### Work order
In the data below, which lines contain "GetProperty"? List them by copying each one.

Stored data entries

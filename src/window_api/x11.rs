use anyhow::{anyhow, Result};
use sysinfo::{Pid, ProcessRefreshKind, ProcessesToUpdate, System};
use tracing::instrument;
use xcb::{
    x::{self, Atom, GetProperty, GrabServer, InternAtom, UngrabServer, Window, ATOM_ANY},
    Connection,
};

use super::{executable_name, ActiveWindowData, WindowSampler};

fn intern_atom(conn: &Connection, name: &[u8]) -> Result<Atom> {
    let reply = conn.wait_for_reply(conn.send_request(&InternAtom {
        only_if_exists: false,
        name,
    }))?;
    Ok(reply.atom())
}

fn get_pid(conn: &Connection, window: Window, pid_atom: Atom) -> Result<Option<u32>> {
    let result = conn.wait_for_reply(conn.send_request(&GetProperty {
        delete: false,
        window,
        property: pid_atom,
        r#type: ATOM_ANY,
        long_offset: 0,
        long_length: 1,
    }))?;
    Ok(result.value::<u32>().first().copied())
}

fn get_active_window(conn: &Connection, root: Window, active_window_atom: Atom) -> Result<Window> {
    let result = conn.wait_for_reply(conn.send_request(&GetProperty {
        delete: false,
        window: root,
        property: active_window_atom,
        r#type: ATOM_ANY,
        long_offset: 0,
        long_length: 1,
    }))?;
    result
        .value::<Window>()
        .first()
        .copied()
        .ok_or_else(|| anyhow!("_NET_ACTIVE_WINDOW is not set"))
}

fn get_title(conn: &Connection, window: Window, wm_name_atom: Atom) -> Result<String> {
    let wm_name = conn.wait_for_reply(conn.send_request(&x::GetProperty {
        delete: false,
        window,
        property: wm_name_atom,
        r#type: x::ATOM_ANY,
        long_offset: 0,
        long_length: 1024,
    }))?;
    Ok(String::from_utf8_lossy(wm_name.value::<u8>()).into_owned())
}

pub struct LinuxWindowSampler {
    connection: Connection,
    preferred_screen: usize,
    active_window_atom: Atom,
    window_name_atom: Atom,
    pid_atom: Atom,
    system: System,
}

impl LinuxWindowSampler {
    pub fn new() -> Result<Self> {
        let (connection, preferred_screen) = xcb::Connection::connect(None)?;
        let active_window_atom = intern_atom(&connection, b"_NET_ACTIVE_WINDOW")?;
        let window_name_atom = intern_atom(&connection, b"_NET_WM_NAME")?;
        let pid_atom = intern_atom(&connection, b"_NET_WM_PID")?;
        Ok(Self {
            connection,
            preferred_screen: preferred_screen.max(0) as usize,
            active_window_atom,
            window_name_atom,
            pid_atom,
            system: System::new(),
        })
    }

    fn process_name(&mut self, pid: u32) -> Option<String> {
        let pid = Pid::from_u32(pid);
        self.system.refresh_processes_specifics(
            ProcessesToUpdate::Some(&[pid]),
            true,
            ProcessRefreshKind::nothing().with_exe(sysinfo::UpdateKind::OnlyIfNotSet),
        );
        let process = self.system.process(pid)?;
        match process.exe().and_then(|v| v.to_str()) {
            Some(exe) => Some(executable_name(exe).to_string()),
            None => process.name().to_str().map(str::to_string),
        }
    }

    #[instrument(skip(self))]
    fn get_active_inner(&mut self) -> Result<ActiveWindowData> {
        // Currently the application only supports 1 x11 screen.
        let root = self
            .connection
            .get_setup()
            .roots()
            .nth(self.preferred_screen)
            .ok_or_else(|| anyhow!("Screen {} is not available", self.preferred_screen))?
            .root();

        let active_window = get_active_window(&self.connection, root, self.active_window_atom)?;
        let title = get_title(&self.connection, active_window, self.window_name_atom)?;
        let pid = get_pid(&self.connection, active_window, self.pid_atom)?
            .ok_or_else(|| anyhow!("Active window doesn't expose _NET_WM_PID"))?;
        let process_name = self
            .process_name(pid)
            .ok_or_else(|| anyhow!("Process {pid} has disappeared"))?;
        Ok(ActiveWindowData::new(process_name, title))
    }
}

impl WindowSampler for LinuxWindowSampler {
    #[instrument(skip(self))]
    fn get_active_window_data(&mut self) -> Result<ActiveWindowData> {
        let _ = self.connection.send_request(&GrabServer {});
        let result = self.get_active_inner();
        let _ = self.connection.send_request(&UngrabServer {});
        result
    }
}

---

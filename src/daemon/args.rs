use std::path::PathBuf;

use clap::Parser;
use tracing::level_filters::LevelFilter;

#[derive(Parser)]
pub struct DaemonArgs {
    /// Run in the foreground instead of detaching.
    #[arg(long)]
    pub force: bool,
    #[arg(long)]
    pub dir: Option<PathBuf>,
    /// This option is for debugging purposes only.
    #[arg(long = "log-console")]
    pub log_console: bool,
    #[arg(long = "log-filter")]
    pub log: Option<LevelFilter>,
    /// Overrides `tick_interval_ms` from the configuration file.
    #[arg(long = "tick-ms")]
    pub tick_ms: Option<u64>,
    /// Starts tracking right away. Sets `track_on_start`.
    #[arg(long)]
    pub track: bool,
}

### Result for this task
    x::{self, Atom, GetProperty, GrabServer, InternAtom, UngrabServer, Window, ATOM_ANY},
    let result = conn.wait_for_reply(conn.send_request(&GetProperty {
    let result = conn.wait_for_reply(conn.send_request(&GetProperty {
    let wm_name = conn.wait_for_reply(conn.send_request(&x::GetProperty {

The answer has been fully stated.